= Beginning of Section =

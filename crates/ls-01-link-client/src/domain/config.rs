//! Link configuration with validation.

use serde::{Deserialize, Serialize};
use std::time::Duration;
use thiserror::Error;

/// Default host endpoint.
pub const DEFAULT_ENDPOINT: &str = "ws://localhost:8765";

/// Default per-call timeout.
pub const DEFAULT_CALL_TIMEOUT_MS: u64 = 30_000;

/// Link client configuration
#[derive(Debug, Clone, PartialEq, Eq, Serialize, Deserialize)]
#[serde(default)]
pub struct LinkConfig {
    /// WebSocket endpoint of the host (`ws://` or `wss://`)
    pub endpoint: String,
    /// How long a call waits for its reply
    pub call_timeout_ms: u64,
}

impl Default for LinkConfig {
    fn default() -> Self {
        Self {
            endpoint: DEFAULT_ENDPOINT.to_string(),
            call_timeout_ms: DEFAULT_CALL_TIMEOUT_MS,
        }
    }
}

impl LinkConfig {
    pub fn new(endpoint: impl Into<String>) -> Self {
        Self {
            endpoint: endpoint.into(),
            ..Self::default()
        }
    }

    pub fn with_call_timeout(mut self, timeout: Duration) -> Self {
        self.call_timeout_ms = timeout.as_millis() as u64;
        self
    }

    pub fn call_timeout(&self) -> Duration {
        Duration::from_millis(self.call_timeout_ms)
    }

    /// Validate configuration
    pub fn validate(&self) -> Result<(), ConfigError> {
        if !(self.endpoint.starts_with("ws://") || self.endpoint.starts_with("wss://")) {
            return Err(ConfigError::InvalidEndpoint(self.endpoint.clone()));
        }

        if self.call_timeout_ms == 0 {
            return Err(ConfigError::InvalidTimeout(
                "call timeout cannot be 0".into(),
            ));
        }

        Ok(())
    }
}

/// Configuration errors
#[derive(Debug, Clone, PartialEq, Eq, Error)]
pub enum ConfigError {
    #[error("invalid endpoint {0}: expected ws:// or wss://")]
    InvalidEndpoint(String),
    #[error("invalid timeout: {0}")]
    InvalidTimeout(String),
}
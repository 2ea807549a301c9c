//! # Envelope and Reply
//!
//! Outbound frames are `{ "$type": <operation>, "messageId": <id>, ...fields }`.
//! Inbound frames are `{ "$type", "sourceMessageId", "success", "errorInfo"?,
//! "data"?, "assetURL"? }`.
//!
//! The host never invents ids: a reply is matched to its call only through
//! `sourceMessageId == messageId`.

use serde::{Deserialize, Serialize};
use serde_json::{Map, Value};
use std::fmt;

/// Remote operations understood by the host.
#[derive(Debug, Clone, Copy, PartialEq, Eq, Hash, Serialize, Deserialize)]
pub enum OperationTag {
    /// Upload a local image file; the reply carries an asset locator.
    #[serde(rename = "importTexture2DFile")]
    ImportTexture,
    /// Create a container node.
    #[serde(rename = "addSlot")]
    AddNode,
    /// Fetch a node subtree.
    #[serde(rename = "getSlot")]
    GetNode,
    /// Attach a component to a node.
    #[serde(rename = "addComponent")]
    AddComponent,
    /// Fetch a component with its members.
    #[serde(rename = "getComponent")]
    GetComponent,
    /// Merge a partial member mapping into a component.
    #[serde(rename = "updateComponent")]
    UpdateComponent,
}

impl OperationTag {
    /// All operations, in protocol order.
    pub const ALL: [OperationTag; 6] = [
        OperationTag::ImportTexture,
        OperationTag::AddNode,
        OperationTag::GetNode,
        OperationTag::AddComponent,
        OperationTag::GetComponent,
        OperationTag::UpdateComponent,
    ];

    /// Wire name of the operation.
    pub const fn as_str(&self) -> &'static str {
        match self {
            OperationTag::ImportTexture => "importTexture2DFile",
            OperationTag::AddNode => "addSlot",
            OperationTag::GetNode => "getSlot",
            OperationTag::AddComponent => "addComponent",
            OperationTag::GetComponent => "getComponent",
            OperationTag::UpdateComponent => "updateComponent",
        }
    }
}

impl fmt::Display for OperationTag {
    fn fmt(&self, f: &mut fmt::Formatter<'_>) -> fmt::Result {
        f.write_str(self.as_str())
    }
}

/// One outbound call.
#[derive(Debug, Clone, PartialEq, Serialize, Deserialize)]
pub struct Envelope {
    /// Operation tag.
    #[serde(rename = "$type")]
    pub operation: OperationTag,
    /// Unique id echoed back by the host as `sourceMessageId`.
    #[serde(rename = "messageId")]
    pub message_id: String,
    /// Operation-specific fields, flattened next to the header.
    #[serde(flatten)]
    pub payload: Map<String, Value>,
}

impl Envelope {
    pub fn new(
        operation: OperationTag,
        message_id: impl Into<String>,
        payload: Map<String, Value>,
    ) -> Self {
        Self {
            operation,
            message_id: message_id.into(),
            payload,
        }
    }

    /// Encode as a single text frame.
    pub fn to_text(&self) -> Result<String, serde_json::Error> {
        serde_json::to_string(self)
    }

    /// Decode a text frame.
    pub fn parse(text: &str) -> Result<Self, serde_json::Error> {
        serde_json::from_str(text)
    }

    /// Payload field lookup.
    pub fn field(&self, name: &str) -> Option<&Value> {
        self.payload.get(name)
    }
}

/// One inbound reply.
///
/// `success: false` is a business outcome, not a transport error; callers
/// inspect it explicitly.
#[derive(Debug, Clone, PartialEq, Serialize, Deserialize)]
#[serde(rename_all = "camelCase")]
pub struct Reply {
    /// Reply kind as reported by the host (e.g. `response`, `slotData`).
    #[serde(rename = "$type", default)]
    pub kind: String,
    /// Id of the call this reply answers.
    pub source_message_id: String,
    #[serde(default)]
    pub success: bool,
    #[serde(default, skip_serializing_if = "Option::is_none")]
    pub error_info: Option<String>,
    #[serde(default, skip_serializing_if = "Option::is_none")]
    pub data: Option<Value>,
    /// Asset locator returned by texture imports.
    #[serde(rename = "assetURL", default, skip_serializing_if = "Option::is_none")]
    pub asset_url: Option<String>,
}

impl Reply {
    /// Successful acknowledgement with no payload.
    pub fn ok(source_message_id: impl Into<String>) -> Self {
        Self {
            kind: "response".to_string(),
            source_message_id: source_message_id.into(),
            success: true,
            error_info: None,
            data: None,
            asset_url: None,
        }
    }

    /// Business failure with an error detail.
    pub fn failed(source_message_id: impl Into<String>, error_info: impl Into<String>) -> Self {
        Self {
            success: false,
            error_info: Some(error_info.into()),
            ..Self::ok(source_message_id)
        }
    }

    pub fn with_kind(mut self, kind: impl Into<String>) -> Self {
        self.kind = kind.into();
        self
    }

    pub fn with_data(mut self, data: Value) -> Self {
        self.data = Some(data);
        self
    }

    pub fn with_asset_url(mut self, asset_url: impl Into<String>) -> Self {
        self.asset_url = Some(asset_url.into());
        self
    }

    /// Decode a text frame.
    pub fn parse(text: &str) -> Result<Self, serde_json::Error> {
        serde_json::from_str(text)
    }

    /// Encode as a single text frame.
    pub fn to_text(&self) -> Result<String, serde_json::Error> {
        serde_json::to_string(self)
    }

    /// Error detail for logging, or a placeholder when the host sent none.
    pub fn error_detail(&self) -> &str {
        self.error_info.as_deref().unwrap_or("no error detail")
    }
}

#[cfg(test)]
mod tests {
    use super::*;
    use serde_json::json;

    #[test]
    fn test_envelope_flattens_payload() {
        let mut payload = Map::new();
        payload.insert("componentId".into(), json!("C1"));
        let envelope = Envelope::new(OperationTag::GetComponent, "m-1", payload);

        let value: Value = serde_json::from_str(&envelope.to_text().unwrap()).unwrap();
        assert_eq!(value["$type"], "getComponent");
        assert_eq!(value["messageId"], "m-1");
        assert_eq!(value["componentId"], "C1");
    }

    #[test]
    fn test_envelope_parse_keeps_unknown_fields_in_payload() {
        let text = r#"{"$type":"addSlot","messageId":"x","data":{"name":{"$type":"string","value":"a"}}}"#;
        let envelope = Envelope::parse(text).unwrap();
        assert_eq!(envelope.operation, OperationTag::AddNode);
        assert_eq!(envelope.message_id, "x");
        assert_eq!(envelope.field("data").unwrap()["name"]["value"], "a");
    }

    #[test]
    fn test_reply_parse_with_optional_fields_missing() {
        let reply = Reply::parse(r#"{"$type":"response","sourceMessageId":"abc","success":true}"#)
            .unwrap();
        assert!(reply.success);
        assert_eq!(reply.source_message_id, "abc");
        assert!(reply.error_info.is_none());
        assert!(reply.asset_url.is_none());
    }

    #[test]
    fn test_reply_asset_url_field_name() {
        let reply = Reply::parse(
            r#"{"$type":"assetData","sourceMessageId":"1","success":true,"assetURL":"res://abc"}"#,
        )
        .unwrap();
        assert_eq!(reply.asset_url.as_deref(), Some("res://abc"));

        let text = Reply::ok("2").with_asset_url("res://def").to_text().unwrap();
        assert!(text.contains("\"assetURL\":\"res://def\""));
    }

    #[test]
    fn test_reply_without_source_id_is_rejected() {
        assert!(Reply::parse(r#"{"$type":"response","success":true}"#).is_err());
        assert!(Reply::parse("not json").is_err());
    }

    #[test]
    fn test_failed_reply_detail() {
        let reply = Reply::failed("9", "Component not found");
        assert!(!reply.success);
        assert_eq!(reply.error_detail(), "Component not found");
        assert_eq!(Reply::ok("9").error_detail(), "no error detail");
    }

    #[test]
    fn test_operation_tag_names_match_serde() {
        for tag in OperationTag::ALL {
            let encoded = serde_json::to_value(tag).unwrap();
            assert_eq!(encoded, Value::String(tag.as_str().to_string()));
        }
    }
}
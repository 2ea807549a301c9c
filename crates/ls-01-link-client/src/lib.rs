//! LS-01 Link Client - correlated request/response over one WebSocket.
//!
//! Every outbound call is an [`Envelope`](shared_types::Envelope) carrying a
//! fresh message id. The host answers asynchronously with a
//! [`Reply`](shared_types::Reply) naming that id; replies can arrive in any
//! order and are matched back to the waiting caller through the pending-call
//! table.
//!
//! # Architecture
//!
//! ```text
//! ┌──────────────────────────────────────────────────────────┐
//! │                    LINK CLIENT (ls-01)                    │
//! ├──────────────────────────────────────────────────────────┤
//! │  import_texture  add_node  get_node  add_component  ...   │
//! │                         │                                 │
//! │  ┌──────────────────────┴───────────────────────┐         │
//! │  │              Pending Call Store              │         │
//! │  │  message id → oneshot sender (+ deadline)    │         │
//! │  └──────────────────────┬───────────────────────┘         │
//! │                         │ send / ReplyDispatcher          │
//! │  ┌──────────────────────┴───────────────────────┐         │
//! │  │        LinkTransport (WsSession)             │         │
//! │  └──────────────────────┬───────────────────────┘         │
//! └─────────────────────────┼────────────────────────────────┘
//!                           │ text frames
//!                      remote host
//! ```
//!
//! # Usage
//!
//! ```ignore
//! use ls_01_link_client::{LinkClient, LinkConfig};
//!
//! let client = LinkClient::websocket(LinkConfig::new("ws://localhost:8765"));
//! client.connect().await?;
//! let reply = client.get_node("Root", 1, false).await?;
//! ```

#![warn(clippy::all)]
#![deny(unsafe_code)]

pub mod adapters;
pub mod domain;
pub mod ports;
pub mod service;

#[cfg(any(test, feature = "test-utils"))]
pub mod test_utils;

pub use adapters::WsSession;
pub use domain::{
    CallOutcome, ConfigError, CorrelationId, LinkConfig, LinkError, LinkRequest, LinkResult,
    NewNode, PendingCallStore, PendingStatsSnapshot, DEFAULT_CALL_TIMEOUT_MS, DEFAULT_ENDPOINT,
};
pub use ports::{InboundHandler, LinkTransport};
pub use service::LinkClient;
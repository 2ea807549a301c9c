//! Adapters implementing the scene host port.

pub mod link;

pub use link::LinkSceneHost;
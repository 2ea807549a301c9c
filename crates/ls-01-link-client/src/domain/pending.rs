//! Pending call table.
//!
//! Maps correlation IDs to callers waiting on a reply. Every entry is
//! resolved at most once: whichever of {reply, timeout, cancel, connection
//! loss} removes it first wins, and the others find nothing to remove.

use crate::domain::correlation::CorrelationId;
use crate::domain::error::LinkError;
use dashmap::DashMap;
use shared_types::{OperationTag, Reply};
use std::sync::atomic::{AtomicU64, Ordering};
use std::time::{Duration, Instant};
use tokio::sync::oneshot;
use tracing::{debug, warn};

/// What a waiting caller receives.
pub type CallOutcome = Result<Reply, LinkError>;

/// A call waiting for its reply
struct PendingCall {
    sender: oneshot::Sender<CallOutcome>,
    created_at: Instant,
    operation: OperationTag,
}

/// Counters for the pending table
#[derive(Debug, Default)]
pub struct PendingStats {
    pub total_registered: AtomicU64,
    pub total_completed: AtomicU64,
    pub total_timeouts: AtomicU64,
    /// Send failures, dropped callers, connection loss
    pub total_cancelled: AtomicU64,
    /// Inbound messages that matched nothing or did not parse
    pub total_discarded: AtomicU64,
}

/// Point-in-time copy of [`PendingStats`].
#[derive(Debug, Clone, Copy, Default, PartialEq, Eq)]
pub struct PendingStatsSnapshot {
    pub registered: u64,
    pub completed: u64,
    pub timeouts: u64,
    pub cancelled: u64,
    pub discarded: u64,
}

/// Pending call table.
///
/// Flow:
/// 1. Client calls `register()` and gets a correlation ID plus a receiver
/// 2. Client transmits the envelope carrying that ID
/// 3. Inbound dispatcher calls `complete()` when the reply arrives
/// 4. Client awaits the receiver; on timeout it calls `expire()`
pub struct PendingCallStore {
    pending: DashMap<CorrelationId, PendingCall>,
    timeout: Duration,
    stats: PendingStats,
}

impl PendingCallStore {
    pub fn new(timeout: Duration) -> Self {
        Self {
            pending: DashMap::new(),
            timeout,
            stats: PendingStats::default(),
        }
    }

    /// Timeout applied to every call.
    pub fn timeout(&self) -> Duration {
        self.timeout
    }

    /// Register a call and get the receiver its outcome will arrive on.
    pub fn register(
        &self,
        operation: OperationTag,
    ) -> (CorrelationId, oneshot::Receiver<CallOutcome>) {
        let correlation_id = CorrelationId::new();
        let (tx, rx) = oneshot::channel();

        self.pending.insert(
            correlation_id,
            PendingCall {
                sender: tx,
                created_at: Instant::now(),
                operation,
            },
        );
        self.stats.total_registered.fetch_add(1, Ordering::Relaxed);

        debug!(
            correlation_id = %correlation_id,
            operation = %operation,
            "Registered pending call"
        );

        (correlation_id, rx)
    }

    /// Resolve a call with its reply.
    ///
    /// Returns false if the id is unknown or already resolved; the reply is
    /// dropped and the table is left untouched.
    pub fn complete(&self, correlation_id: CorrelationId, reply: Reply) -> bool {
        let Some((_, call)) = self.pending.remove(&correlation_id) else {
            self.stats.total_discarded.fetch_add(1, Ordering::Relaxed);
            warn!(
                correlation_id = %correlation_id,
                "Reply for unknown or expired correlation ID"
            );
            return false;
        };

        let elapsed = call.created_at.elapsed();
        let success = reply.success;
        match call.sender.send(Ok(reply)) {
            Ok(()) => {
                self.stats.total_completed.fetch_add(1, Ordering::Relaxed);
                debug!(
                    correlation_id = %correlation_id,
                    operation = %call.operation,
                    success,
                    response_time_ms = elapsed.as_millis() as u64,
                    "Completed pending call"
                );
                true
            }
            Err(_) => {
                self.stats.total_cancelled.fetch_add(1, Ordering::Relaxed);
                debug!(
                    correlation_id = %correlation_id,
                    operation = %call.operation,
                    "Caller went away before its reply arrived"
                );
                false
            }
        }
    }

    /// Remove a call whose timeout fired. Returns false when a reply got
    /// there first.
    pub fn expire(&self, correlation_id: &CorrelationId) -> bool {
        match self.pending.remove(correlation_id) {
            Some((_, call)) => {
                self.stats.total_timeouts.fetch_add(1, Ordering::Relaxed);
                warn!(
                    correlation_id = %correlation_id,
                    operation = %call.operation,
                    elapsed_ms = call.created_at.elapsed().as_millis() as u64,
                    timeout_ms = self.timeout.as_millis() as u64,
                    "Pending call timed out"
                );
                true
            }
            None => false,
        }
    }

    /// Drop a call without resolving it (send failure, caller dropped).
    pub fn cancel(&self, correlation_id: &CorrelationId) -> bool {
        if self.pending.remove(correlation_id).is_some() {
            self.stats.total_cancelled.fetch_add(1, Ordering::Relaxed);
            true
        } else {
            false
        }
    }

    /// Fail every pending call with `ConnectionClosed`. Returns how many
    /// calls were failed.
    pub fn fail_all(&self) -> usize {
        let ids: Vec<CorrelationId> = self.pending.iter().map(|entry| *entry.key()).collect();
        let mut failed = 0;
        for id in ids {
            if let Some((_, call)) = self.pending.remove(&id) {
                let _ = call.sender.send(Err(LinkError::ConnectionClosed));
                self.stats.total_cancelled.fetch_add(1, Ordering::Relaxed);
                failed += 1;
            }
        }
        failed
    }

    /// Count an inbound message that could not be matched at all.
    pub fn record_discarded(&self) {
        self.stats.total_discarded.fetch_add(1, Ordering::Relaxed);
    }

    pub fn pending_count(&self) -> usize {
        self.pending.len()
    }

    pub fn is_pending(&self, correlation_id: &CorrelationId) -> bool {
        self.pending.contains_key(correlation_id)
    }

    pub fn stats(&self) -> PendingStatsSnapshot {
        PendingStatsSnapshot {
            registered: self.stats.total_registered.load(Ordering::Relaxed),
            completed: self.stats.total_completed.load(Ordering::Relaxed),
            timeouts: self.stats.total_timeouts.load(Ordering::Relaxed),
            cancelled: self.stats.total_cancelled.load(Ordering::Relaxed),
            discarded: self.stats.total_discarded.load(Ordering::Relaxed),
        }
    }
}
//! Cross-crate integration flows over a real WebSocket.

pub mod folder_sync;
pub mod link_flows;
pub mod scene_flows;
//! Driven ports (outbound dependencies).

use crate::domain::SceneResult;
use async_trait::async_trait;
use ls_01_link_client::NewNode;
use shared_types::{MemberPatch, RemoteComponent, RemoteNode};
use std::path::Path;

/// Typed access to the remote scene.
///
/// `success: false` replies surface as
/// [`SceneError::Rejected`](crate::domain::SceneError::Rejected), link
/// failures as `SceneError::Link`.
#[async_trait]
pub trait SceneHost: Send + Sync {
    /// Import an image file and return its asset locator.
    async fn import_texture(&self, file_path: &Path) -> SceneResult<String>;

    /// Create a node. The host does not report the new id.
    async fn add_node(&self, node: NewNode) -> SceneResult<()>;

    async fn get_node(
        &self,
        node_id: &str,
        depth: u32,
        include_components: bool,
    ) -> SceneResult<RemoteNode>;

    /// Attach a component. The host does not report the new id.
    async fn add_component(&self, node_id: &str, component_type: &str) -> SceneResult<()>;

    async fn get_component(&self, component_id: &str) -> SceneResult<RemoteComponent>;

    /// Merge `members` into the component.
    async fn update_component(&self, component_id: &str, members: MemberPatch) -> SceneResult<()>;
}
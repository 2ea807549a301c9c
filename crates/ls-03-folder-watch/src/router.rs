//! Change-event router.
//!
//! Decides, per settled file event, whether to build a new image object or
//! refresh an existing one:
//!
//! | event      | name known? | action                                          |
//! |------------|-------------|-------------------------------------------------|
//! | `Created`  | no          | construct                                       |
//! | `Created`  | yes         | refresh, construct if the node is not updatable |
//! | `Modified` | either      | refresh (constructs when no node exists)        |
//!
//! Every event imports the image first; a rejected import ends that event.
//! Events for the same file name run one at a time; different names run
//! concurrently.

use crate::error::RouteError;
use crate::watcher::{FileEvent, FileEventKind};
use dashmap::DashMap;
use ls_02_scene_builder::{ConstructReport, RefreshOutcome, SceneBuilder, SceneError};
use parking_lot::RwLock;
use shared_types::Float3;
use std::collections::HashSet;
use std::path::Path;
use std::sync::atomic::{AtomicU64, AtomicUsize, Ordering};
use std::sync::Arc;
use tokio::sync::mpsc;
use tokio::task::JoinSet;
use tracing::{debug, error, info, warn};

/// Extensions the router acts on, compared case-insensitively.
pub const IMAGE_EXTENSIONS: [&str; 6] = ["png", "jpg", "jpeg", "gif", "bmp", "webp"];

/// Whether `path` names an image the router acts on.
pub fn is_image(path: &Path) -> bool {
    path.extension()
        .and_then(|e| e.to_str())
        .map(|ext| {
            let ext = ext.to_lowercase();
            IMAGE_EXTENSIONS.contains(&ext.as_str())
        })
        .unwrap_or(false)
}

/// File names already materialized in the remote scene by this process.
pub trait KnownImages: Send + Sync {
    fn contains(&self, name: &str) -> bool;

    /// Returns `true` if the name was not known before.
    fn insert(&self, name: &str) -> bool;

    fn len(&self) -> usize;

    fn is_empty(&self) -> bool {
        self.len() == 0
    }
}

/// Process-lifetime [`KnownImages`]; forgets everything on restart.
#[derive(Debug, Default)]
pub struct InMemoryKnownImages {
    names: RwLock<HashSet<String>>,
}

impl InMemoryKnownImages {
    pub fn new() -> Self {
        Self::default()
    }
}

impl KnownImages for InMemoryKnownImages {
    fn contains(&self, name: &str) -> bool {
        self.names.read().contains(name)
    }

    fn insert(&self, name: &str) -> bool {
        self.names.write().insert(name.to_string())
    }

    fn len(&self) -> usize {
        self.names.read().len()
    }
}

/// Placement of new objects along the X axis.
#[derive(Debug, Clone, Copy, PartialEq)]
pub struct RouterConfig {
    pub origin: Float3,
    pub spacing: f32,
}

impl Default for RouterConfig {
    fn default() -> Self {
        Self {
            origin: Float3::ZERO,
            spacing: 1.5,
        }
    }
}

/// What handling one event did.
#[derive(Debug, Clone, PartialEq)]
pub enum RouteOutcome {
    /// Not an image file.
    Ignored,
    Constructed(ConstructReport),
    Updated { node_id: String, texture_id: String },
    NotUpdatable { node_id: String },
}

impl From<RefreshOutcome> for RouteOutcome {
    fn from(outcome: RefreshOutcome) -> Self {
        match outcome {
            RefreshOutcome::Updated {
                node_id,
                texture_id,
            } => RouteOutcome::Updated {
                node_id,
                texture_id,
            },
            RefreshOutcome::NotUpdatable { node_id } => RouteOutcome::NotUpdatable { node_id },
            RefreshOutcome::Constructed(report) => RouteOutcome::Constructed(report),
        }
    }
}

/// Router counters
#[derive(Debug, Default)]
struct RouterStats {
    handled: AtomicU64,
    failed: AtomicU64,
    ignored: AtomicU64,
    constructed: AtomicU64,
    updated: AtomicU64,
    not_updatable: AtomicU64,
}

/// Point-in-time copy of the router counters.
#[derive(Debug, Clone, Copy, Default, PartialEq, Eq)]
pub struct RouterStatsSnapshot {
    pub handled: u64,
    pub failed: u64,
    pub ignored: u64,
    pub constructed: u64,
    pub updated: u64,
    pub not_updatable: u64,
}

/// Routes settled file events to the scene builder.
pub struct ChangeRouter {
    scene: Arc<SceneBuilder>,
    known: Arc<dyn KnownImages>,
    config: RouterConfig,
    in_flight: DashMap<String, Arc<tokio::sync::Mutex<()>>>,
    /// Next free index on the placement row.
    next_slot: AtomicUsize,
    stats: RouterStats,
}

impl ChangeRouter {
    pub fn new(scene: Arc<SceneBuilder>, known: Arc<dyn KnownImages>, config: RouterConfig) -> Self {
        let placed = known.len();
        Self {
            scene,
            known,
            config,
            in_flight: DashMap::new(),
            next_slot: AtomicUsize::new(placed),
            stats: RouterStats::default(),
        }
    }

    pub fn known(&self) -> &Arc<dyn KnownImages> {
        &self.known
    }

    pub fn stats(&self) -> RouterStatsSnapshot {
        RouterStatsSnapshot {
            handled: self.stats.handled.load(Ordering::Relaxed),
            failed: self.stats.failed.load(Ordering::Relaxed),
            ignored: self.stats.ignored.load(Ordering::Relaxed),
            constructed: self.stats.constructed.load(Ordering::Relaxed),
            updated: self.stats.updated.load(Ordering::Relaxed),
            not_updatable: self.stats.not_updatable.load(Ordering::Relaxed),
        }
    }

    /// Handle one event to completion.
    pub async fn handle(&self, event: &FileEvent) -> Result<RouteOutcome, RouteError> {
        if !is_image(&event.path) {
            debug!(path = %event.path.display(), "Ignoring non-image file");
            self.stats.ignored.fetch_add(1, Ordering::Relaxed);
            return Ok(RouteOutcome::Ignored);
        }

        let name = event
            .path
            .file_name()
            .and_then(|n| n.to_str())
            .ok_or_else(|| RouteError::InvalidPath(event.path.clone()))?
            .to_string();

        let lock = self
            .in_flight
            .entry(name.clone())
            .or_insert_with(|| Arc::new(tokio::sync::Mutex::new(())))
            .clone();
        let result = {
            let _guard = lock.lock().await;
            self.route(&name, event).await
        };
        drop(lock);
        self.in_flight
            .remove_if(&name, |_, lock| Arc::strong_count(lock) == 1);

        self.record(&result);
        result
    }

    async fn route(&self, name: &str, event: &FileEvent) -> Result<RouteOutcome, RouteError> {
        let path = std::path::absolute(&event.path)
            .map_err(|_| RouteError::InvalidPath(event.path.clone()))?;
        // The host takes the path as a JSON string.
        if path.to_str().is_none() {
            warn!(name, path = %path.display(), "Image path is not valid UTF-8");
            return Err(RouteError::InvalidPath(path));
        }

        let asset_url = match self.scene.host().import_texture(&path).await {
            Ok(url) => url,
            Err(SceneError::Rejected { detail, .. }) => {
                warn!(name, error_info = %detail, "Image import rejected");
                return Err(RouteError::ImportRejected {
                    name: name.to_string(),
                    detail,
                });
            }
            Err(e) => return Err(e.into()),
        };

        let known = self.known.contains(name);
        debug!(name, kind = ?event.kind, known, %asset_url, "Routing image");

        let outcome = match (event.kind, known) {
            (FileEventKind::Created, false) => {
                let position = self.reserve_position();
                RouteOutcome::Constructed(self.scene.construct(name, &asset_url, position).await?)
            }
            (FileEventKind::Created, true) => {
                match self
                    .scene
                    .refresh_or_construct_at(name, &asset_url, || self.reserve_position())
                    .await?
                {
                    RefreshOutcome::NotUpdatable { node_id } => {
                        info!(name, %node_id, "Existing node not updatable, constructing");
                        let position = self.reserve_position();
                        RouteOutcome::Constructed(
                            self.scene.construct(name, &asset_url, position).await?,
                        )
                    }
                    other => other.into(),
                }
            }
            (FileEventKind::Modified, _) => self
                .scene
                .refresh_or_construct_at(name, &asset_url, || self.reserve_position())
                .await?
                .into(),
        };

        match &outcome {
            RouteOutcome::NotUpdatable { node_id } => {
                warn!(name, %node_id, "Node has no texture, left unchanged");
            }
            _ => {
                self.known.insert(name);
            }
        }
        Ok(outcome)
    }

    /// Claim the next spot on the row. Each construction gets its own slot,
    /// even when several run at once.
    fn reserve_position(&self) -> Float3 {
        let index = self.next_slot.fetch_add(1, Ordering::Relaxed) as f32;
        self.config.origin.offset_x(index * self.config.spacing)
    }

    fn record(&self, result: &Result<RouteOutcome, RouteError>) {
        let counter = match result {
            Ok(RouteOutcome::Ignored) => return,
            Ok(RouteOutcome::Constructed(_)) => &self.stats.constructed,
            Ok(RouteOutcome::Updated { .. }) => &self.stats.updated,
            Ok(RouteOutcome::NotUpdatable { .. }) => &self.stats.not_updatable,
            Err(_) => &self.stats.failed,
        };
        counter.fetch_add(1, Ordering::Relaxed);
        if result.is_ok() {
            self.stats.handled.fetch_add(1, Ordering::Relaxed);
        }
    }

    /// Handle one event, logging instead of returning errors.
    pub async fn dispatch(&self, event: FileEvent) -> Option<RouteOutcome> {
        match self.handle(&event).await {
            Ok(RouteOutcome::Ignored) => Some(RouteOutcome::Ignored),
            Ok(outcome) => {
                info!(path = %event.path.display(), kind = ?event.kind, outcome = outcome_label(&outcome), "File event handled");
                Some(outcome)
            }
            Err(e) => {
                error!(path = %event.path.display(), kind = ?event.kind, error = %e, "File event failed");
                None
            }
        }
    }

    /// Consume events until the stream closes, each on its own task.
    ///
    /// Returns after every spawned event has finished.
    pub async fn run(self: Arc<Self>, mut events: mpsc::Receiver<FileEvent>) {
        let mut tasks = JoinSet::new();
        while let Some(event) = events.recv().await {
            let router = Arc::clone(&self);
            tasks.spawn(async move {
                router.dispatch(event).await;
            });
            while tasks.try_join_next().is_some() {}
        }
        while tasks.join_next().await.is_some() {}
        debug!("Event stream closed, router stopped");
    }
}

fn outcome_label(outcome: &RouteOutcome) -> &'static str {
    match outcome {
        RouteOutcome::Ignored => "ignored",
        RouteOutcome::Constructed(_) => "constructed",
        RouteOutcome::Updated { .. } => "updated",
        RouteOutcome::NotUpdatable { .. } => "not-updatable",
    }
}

= End of Section =

TASK ITEM: Produce a word-for-word copy of everything above from the line holding "WebSocket endpoint of" down to the line holding "Outbound frames are", with both of those lines kept.

SOLUTION:
    /// WebSocket endpoint of the host (`ws://` or `wss://`)
    pub endpoint: String,
    /// How long a call waits for its reply
    pub call_timeout_ms: u64,
}

impl Default for LinkConfig {
    fn default() -> Self {
        Self {
            endpoint: DEFAULT_ENDPOINT.to_string(),
            call_timeout_ms: DEFAULT_CALL_TIMEOUT_MS,
        }
    }
}

impl LinkConfig {
    pub fn new(endpoint: impl Into<String>) -> Self {
        Self {
            endpoint: endpoint.into(),
            ..Self::default()
        }
    }

    pub fn with_call_timeout(mut self, timeout: Duration) -> Self {
        self.call_timeout_ms = timeout.as_millis() as u64;
        self
    }

    pub fn call_timeout(&self) -> Duration {
        Duration::from_millis(self.call_timeout_ms)
    }

    /// Validate configuration
    pub fn validate(&self) -> Result<(), ConfigError> {
        if !(self.endpoint.starts_with("ws://") || self.endpoint.starts_with("wss://")) {
            return Err(ConfigError::InvalidEndpoint(self.endpoint.clone()));
        }

        if self.call_timeout_ms == 0 {
            return Err(ConfigError::InvalidTimeout(
                "call timeout cannot be 0".into(),
            ));
        }

        Ok(())
    }
}

/// Configuration errors
#[derive(Debug, Clone, PartialEq, Eq, Error)]
pub enum ConfigError {
    #[error("invalid endpoint {0}: expected ws:// or wss://")]
    InvalidEndpoint(String),
    #[error("invalid timeout: {0}")]
    InvalidTimeout(String),
}
repository 2ea807549a301c9c
//! # Envelope and Reply
//!
//! Outbound frames are `{ "$type": <operation>, "messageId": <id>, ...fields }`.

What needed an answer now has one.